Go through the entries below and pick out every line with "Duration".

————————

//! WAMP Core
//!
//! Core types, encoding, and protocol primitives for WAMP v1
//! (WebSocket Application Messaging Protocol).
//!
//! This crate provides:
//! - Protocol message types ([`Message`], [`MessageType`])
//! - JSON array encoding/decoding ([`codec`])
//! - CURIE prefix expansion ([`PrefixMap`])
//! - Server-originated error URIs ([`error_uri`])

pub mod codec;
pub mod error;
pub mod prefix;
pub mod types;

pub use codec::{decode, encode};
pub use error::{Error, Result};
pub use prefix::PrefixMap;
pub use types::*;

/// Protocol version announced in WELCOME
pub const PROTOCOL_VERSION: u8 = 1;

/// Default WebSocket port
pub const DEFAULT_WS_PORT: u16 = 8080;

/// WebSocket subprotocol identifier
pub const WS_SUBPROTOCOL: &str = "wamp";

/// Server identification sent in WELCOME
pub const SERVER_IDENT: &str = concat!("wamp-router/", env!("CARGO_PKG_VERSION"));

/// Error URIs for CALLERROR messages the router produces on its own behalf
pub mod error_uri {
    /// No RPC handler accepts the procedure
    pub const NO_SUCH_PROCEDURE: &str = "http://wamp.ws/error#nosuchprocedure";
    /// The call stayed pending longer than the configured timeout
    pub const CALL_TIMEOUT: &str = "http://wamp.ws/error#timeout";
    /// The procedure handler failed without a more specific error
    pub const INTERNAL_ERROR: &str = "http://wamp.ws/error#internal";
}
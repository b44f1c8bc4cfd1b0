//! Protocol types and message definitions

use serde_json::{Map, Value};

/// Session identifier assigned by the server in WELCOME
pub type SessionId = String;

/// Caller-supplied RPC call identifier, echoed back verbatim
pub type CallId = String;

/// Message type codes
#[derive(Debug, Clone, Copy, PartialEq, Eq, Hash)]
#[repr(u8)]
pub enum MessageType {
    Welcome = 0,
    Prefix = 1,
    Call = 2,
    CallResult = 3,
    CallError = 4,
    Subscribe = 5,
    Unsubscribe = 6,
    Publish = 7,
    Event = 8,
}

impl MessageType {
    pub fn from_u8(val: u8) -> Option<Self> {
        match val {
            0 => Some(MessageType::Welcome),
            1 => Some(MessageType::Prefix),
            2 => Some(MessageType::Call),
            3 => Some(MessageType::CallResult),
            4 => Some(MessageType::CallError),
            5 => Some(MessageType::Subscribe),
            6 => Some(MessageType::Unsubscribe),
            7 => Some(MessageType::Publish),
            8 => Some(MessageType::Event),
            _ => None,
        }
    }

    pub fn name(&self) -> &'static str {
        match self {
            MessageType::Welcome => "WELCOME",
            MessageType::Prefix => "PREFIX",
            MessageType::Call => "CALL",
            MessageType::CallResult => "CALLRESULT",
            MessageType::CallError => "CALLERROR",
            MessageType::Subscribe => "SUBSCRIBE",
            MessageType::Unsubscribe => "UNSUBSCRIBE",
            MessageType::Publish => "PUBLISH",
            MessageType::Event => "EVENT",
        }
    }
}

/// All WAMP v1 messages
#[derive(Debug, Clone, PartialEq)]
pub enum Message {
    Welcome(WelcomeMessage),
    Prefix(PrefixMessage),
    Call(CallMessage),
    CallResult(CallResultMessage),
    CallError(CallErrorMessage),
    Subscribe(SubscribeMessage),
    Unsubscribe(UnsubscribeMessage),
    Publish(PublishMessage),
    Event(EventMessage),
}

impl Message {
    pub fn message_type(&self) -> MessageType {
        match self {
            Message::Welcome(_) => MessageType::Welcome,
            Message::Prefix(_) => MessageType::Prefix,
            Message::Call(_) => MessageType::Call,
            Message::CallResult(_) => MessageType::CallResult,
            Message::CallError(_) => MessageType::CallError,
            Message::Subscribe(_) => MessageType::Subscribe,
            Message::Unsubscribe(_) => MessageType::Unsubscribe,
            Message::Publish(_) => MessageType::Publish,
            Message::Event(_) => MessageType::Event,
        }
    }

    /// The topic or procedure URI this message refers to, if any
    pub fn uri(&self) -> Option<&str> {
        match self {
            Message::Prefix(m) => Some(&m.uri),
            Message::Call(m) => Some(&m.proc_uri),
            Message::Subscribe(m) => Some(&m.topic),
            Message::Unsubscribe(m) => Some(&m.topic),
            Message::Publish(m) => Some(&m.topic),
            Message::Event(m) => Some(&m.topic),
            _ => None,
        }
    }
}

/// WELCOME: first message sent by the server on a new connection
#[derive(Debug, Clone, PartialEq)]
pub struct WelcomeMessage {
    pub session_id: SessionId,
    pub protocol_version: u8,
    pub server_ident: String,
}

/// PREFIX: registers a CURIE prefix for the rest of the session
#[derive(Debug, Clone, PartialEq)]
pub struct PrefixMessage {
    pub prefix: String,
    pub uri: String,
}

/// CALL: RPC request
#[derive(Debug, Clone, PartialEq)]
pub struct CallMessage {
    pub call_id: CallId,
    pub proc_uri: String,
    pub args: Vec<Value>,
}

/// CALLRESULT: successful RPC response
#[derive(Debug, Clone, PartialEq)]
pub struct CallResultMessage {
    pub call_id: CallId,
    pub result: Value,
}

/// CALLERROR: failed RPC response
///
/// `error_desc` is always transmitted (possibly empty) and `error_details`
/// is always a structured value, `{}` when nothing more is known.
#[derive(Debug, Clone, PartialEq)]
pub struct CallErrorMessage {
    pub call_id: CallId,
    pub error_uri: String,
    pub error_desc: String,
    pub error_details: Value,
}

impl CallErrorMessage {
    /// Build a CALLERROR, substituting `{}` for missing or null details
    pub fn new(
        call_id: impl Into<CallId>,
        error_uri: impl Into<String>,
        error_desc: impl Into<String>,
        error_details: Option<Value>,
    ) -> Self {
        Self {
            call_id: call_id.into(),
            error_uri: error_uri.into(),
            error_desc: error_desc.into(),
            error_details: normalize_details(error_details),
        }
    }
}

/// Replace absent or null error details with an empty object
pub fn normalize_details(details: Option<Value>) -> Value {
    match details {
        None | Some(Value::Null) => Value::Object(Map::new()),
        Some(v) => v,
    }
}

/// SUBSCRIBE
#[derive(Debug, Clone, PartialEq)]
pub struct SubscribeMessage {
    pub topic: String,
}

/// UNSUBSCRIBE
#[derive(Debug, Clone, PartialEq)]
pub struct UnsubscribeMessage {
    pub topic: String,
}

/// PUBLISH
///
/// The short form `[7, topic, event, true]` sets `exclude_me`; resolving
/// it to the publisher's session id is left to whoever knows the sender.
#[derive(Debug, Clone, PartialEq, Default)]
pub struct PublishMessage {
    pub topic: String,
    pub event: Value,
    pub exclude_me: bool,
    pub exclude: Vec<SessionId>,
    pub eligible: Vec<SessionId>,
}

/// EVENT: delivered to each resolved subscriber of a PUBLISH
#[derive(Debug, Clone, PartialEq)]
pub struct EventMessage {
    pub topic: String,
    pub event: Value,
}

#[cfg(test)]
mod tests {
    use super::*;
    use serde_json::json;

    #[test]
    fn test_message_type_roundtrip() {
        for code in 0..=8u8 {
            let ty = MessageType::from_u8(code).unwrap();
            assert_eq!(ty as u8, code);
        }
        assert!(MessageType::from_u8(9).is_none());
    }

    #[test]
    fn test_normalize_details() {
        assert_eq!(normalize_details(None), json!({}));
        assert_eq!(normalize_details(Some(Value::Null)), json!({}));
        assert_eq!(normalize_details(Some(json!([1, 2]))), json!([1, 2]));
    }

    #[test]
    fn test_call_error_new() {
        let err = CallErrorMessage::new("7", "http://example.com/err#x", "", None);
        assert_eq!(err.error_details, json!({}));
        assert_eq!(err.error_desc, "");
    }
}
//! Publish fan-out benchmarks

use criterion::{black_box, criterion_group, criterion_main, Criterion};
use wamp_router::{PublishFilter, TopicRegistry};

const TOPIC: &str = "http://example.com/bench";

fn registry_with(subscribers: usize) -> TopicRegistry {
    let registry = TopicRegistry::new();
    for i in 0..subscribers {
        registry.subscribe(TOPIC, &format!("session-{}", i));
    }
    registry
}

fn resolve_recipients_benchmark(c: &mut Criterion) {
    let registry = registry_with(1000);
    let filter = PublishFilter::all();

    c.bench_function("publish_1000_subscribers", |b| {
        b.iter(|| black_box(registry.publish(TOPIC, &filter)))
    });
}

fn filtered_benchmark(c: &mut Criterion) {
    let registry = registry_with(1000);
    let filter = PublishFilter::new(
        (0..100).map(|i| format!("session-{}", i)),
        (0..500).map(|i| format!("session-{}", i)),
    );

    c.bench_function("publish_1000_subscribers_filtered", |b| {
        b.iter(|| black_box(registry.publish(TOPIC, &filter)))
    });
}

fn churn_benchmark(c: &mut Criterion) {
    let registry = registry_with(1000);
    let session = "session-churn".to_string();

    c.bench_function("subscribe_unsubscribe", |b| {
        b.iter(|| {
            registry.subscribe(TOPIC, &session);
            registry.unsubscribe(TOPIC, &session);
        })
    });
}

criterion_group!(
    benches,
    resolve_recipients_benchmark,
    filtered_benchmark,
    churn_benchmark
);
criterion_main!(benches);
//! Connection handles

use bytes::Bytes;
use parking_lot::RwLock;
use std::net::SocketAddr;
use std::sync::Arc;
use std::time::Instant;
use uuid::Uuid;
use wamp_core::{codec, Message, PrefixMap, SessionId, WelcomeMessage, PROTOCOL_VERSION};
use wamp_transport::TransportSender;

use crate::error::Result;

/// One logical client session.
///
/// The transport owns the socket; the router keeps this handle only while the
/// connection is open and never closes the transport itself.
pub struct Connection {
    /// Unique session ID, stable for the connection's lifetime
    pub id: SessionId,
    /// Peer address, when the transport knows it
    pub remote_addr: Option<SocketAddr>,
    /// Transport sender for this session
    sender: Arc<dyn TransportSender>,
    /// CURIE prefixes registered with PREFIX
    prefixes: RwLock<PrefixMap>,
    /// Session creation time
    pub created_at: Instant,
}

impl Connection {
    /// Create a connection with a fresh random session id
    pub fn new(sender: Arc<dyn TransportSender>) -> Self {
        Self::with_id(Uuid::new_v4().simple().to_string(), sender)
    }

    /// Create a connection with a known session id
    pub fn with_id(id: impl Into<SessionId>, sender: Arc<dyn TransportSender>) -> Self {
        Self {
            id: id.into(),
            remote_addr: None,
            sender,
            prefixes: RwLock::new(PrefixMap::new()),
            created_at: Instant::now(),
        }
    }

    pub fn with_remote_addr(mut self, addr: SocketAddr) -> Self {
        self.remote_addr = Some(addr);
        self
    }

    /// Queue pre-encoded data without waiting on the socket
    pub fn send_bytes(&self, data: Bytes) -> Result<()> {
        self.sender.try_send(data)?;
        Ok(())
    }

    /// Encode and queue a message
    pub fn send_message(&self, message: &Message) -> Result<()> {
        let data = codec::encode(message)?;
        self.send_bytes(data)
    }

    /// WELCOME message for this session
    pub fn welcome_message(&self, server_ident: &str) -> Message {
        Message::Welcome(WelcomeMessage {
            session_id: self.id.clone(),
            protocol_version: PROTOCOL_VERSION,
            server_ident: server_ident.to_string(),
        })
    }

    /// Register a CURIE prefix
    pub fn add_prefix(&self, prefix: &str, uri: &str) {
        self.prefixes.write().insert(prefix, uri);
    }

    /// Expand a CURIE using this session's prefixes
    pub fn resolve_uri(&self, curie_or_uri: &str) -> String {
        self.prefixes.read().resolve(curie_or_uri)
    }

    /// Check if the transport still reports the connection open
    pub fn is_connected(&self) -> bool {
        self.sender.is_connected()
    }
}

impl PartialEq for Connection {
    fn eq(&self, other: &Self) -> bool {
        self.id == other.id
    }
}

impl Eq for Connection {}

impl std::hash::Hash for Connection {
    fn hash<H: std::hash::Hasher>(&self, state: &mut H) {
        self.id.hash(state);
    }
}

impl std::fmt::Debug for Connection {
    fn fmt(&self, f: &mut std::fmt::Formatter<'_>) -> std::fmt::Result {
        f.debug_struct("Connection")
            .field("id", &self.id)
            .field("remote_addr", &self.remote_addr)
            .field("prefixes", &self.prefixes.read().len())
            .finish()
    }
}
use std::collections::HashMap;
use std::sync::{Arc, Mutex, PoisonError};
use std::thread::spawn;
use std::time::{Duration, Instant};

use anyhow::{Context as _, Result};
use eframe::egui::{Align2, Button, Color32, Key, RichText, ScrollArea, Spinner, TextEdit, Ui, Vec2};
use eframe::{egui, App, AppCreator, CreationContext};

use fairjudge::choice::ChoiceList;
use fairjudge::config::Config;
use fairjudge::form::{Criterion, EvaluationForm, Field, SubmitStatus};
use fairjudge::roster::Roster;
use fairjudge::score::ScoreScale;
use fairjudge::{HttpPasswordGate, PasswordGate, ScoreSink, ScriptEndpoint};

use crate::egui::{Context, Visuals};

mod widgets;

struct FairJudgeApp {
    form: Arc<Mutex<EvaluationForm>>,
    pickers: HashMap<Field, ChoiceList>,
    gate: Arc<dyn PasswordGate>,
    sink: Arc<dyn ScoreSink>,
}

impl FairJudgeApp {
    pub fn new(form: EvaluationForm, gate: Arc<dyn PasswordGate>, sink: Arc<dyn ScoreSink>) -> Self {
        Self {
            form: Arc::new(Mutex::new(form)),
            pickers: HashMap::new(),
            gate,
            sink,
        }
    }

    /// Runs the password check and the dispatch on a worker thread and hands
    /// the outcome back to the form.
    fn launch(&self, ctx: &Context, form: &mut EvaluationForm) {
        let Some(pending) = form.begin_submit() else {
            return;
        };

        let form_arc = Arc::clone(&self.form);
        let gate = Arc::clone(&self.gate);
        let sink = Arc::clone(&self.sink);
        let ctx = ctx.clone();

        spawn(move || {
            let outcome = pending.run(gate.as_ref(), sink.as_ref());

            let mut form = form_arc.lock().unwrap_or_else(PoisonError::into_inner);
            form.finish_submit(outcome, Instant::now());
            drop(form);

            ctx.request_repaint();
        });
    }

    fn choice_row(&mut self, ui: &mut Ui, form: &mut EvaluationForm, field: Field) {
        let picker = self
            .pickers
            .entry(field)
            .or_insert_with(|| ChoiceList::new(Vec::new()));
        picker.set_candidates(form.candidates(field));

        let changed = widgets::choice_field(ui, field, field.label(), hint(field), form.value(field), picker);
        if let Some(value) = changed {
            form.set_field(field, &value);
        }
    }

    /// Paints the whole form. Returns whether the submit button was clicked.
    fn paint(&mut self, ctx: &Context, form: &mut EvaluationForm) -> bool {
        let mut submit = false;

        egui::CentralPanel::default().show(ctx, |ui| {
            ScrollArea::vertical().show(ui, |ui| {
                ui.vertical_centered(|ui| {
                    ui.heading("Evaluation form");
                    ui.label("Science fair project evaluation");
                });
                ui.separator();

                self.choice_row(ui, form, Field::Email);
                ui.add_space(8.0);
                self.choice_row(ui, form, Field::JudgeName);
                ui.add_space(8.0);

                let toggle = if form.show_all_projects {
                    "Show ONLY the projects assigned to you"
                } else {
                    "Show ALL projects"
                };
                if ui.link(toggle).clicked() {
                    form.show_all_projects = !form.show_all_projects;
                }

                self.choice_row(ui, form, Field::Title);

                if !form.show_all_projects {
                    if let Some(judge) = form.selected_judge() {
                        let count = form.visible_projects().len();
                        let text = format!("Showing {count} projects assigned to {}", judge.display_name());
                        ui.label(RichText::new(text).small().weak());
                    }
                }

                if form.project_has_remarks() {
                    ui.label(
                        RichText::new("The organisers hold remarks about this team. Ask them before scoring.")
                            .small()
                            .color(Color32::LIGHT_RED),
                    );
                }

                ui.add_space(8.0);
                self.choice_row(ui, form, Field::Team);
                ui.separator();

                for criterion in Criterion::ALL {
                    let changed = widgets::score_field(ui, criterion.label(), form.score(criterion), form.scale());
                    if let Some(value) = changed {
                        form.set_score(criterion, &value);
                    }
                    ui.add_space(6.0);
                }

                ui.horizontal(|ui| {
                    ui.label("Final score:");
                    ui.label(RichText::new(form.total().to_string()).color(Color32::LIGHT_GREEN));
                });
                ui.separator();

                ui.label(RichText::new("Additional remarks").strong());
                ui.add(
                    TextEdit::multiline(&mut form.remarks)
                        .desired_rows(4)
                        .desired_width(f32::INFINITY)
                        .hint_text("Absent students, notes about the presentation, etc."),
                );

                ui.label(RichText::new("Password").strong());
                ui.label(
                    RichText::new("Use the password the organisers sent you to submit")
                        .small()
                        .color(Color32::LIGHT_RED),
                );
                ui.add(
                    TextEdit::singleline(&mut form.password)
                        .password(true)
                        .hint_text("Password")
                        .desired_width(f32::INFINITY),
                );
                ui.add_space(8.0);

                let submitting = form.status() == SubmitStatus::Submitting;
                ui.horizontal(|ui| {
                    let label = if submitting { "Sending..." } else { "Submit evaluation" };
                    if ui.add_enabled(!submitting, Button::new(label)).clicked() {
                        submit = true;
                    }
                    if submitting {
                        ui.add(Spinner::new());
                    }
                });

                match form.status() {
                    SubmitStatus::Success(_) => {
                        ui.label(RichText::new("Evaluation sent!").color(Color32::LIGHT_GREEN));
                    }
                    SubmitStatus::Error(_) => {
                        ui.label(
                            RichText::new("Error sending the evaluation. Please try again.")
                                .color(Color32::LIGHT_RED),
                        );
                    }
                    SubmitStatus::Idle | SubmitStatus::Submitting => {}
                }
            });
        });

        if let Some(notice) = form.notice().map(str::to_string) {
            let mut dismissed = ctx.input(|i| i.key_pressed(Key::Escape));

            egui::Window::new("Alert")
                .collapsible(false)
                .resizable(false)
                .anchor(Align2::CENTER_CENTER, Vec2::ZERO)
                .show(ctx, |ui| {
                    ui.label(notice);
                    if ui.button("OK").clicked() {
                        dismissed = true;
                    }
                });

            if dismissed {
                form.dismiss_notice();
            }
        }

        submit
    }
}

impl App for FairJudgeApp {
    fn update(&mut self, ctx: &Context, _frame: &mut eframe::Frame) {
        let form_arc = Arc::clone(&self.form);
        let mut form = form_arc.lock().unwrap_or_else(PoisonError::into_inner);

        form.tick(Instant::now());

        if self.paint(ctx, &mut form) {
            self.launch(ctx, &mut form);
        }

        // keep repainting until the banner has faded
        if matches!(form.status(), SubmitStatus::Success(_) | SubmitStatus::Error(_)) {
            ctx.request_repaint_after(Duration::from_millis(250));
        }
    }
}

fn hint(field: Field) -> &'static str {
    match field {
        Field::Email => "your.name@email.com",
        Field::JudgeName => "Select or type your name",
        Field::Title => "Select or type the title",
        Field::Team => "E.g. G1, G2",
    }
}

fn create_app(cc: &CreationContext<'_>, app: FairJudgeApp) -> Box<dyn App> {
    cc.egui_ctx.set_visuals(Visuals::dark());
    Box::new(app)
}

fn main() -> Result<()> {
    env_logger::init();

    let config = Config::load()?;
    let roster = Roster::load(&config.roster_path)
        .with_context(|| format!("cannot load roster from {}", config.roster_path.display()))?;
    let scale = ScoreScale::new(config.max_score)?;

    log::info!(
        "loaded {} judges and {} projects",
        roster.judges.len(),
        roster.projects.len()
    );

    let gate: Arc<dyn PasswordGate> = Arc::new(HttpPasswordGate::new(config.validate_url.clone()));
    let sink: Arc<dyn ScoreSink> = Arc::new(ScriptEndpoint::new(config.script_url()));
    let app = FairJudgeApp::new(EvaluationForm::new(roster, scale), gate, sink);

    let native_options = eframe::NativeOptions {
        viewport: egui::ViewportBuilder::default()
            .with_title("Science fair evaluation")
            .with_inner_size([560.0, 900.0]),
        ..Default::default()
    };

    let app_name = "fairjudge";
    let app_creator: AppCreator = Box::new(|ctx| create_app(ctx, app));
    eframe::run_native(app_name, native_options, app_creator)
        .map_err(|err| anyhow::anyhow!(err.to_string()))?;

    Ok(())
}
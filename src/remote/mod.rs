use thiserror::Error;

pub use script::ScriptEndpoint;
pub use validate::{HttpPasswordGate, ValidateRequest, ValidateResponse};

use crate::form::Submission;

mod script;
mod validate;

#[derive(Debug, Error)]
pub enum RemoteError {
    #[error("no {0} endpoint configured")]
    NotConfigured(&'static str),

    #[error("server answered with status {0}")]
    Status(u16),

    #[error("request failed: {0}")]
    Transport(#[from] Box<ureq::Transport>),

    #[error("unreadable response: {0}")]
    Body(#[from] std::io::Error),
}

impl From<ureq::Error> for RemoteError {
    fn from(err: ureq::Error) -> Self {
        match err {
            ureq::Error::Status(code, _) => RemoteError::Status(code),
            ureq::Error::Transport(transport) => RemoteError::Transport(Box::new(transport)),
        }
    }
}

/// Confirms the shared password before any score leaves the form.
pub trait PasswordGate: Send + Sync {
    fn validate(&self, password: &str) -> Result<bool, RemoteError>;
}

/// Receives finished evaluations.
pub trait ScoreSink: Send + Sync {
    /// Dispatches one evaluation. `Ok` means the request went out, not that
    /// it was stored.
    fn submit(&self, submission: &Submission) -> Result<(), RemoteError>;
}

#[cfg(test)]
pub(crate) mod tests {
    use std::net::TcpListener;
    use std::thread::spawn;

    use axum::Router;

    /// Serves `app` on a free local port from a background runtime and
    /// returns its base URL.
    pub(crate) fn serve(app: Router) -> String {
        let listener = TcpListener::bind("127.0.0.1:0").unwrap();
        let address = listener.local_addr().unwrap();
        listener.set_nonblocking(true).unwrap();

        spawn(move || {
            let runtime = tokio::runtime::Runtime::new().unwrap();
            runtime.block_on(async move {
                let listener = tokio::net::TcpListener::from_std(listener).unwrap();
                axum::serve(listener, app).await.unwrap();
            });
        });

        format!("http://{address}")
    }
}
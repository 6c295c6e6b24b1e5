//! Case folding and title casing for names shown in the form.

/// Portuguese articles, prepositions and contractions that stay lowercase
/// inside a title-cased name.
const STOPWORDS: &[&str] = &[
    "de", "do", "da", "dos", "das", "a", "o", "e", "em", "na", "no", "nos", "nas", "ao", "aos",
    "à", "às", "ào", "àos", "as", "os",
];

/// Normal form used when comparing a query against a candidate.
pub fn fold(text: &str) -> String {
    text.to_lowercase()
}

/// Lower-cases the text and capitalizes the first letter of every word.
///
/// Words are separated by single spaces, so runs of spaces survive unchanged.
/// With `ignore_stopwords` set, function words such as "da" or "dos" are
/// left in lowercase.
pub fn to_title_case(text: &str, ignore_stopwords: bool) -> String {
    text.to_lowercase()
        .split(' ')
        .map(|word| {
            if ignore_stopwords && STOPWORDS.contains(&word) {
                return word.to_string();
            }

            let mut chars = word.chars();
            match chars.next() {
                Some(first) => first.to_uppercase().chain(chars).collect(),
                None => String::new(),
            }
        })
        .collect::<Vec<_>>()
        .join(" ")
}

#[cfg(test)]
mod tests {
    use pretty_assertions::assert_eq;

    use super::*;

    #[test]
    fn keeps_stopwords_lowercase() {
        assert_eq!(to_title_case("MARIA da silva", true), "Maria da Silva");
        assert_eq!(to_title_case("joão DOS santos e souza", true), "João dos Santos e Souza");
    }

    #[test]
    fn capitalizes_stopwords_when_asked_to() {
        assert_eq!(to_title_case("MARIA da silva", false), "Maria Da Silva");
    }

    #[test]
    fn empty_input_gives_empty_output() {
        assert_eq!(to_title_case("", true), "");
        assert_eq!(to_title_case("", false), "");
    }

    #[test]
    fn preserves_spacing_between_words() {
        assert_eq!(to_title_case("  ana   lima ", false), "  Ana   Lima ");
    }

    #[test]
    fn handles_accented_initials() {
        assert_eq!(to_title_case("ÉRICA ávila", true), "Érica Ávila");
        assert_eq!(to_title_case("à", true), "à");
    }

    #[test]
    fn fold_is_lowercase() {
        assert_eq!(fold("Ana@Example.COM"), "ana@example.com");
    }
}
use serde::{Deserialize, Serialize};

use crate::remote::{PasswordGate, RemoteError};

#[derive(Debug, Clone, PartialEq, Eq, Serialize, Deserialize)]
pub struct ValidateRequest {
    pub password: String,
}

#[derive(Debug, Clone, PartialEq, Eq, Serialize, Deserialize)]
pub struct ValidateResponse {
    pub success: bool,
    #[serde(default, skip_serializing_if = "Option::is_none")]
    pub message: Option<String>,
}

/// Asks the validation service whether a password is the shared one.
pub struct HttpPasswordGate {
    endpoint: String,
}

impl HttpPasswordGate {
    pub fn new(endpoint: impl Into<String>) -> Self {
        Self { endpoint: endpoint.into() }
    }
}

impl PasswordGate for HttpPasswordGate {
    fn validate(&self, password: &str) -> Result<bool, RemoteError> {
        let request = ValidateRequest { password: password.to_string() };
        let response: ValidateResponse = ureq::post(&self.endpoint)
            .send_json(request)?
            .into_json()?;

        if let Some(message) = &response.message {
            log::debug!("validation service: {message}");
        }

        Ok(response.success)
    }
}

————————

» Task solution:
use std::time::{Duration, Instant};
            ctx.request_repaint_after(Duration::from_millis(250));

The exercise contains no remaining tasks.